Task prompt - From the first line through the one containing "- Shared secrets", restate the listing word for word, and give no other lines.

--- START ---

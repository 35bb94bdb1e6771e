//! KEM capability: trait, key material types, and the ML-KEM-768 backend.
//!
//! The handshake consumes the KEM as an opaque capability with three
//! operations and four size constants. The backend here wraps the
//! `ml-kem` crate's deterministic APIs, drawing all entropy from the
//! caller's [`Environment`] so that simulation runs are reproducible from
//! a seed.
//!
//! # Secret Hygiene
//!
//! - Secret keys are stored as the 64-byte decapsulation seed (FIPS 203
//!   `d || z`), zeroized on drop, and never leave this module except
//!   through [`SecretKey::expose`]
//! - Shared secrets are zeroized on drop and redacted in `Debug` output
//! - A secret key's lifetime is bounded to one self-test run or one
//!   connection's handshake; the session drops it as soon as the shared
//!   secret is derived or the handshake aborts

use std::fmt;

use ml_kem::kem::{Decapsulate, KeyExport};
use ml_kem::{B32, Seed};
use subtle::ConstantTimeEq;
use zeroize::Zeroizing;

use crate::env::Environment;
use crate::error::KemError;

/// ML-KEM-768 public (encapsulation) key size in bytes.
pub const ML_KEM_768_PK_LEN: usize = 1184;

/// ML-KEM-768 secret key (decapsulation seed) size in bytes.
pub const ML_KEM_768_SK_LEN: usize = 64;

/// ML-KEM-768 ciphertext size in bytes.
pub const ML_KEM_768_CT_LEN: usize = 1088;

/// ML-KEM-768 shared secret size in bytes.
pub const ML_KEM_768_SS_LEN: usize = 32;

/// A secret (decapsulation) key, zeroized on drop.
///
/// Never transmitted. The wrapper exists so the raw bytes cannot end up in
/// a log line by accident: `Debug` is redacted and access is explicit.
pub struct SecretKey(Zeroizing<Vec<u8>>);

impl SecretKey {
    /// Wraps raw secret-key bytes.
    pub fn new(bytes: Vec<u8>) -> Self {
        Self(Zeroizing::new(bytes))
    }

    /// Accesses the raw secret-key bytes.
    pub fn expose(&self) -> &[u8] {
        &self.0
    }
}

impl fmt::Debug for SecretKey {
    fn fmt(&self, f: &mut fmt::Formatter<'_>) -> fmt::Result {
        write!(f, "SecretKey(<{} bytes redacted>)", self.0.len())
    }
}

/// A shared secret from encapsulation or decapsulation, zeroized on drop.
pub struct SharedSecret(Zeroizing<Vec<u8>>);

impl SharedSecret {
    /// Wraps raw shared-secret bytes.
    pub fn new(bytes: Vec<u8>) -> Self {
        Self(Zeroizing::new(bytes))
    }

    /// Accesses the raw shared-secret bytes.
    pub fn as_bytes(&self) -> &[u8] {
        &self.0
    }

    /// Constant-time equality with another shared secret.
    ///
    /// Inequality of the two independently derived secrets is a failure
    /// signal, never silently ignored; the self-test routine reports it as
    /// a mismatch.
    pub fn ct_eq(&self, other: &SharedSecret) -> bool {
        bool::from(self.0.as_slice().ct_eq(other.0.as_slice()))
    }
}

impl fmt::Debug for SharedSecret {
    fn fmt(&self, f: &mut fmt::Formatter<'_>) -> fmt::Result {
        write!(f, "SharedSecret(<{} bytes redacted>)", self.0.len())
    }
}

/// A freshly generated keypair.
///
/// Created once per self-test run and independently once per accepted
/// connection; never reused across connections.
#[derive(Debug)]
pub struct KeyPair {
    /// Public (encapsulation) key bytes, safe to transmit.
    pub public: Vec<u8>,
    /// Secret (decapsulation) key, zeroized on drop.
    pub secret: SecretKey,
}

/// Key encapsulation mechanism capability.
///
/// Implementations supply fixed byte lengths for keys, ciphertext, and
/// shared secret, plus three fallible operations. Entropy for keypair
/// generation and encapsulation is drawn from the caller's
/// [`Environment`], never from ambient RNG state.
pub trait Kem: Send + Sync + 'static {
    /// Public key length in bytes.
    const PK_LEN: usize;
    /// Secret key length in bytes.
    const SK_LEN: usize;
    /// Ciphertext length in bytes.
    const CT_LEN: usize;
    /// Shared secret length in bytes.
    const SS_LEN: usize;

    /// Generates a fresh keypair.
    ///
    /// # Errors
    ///
    /// Returns [`KemError`] if the backend fails.
    fn keypair(&self, env: &impl Environment) -> Result<KeyPair, KemError>;

    /// Encapsulates against a public key, producing a ciphertext and the
    /// encapsulator's shared secret.
    ///
    /// # Errors
    ///
    /// Returns [`KemError::InvalidPublicKey`] if `public_key` is not a
    /// valid key for this parameter set.
    fn encapsulate(
        &self,
        public_key: &[u8],
        env: &impl Environment,
    ) -> Result<(Vec<u8>, SharedSecret), KemError>;

    /// Decapsulates a ciphertext with the matching secret key, recovering
    /// the shared secret.
    ///
    /// # Errors
    ///
    /// Returns [`KemError`] if the ciphertext or secret key do not fit
    /// this parameter set.
    fn decapsulate(&self, ciphertext: &[u8], secret_key: &SecretKey)
        -> Result<SharedSecret, KemError>;
}

/// ML-KEM-768 backend over the `ml-kem` crate.
///
/// Secret keys are the 64-byte generation seed; the expanded decapsulation
/// key is reconstructed on each use and lives only for the duration of the
/// call. All randomness is drawn from the [`Environment`] and fed into
/// `ml-kem`'s deterministic APIs, so a seeded environment yields fully
/// reproducible keys and ciphertexts.
#[derive(Debug, Clone, Copy, Default)]
pub struct MlKem768;

impl Kem for MlKem768 {
    const PK_LEN: usize = ML_KEM_768_PK_LEN;
    const SK_LEN: usize = ML_KEM_768_SK_LEN;
    const CT_LEN: usize = ML_KEM_768_CT_LEN;
    const SS_LEN: usize = ML_KEM_768_SS_LEN;

    fn keypair(&self, env: &impl Environment) -> Result<KeyPair, KemError> {
        // 64 bytes of randomness: (d || z) per FIPS 203 §7.1
        let mut seed_bytes = Zeroizing::new([0u8; ML_KEM_768_SK_LEN]);
        env.random_bytes(&mut *seed_bytes);

        let seed: Seed = (*seed_bytes).into();
        let dk = ml_kem::DecapsulationKey::<ml_kem::MlKem768>::from_seed(seed);
        let ek = dk.encapsulation_key();
        let public = ek.to_bytes().as_slice().to_vec();

        Ok(KeyPair { public, secret: SecretKey::new(seed_bytes.to_vec()) })
    }

    fn encapsulate(
        &self,
        public_key: &[u8],
        env: &impl Environment,
    ) -> Result<(Vec<u8>, SharedSecret), KemError> {
        let ek_bytes: &[u8; ML_KEM_768_PK_LEN] = public_key
            .try_into()
            .map_err(|_| KemError::InvalidPublicKey(public_key.len()))?;
        let ek = ml_kem::EncapsulationKey::<ml_kem::MlKem768>::new(ek_bytes.into())
            .map_err(|_| KemError::InvalidPublicKey(public_key.len()))?;

        // 32 bytes of encapsulation randomness (message `m`)
        let mut m_bytes = Zeroizing::new([0u8; 32]);
        env.random_bytes(&mut *m_bytes);
        let m: &B32 = (&*m_bytes).into();

        let (ct, ss) = ek.encapsulate_deterministic(m);

        Ok((
            ct.as_slice().to_vec(),
            SharedSecret::new(ss.as_slice().to_vec()),
        ))
    }

    fn decapsulate(
        &self,
        ciphertext: &[u8],
        secret_key: &SecretKey,
    ) -> Result<SharedSecret, KemError> {
        let raw = secret_key.expose();
        if raw.len() != ML_KEM_768_SK_LEN {
            return Err(KemError::InvalidSecretKey(raw.len()));
        }
        let mut seed_bytes = Zeroizing::new([0u8; ML_KEM_768_SK_LEN]);
        seed_bytes.copy_from_slice(raw);
        let seed: Seed = (*seed_bytes).into();

        // The expanded decapsulation key lives on the stack for the
        // duration of this call only.
        let dk = ml_kem::DecapsulationKey::<ml_kem::MlKem768>::from_seed(seed);
        let ct = ml_kem::kem::Ciphertext::<ml_kem::MlKem768>::try_from(ciphertext)
            .map_err(|_| KemError::InvalidCiphertext(ciphertext.len()))?;

        // ML-KEM uses implicit rejection: an invalid-but-well-sized
        // ciphertext yields a pseudorandom secret, not an error.
        let ss = dk.decapsulate(&ct);

        Ok(SharedSecret::new(ss.as_slice().to_vec()))
    }
}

--- END ---

Response area -
repository 35bb94bdb1e6771e
//! KEM capability: trait, key material types, and the ML-KEM-768 backend.
//!
//! The handshake consumes the KEM as an opaque capability with three
//! operations and four size constants. The backend here wraps the
//! `ml-kem` crate's deterministic APIs, drawing all entropy from the
//! caller's [`Environment`] so that simulation runs are reproducible from
//! a seed.
//!
//! # Secret Hygiene
//!
//! - Secret keys are stored as the 64-byte decapsulation seed (FIPS 203
//!   `d || z`), zeroized on drop, and never leave this module except
//!   through [`SecretKey::expose`]
//! - Shared secrets are zeroized on drop and redacted in `Debug` output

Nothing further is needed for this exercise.